▸ **Directions**:
Wherever the word "Clone" shows up in the data, report the line it sits in.

▸ **Data for this task**:
▼▼▼

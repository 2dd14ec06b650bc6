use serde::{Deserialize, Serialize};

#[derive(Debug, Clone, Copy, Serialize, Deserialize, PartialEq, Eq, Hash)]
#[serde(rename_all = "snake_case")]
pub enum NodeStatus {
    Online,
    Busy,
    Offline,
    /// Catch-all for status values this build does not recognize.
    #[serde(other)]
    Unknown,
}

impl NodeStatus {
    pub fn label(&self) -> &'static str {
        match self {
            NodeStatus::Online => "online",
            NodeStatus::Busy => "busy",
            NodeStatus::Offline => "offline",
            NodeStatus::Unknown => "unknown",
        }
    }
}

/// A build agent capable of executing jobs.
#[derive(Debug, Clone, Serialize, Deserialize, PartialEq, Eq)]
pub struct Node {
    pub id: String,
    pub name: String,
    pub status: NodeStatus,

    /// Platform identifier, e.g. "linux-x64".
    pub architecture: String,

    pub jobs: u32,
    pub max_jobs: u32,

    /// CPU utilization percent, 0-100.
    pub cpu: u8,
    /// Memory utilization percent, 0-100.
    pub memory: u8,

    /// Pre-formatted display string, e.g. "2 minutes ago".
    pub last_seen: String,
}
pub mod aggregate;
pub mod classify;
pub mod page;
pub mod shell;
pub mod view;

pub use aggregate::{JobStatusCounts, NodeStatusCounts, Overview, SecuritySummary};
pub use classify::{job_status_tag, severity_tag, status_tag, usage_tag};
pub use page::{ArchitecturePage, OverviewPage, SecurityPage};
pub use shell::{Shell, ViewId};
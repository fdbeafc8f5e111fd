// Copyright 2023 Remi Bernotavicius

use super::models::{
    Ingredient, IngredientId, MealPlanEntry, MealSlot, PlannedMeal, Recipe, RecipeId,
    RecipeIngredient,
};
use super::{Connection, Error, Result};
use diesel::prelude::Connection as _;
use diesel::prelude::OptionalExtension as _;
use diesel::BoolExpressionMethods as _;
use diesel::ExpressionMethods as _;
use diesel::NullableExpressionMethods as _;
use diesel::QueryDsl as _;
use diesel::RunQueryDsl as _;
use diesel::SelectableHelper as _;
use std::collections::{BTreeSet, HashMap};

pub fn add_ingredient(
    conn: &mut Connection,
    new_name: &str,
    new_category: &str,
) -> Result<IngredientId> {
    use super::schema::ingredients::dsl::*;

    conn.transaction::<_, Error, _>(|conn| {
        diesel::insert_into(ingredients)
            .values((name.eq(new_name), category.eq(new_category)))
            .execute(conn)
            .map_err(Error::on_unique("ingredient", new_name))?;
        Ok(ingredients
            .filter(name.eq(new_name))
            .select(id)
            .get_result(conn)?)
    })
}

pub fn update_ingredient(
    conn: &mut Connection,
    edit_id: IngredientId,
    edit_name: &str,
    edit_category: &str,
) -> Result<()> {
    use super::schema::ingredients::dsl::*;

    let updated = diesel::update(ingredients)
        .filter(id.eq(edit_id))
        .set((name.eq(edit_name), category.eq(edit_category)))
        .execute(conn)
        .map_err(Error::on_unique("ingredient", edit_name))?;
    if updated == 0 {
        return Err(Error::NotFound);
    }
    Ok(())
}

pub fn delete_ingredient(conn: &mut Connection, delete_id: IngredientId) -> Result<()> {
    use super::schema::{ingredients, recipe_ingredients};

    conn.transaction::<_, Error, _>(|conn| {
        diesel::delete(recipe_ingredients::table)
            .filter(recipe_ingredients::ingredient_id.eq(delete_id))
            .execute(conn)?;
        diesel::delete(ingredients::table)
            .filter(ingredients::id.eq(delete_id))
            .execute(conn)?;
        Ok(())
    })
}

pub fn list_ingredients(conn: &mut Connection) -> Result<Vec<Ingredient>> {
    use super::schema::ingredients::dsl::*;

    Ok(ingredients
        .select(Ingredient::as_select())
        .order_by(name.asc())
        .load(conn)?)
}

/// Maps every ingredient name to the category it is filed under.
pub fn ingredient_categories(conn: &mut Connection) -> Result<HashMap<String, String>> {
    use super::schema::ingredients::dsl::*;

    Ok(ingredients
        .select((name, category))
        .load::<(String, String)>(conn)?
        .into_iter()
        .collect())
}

▲▲▲

▸ **Result**:
#[derive(Debug, Clone, Copy, Serialize, Deserialize, PartialEq, Eq, Hash)]
#[derive(Debug, Clone, Serialize, Deserialize, PartialEq, Eq)]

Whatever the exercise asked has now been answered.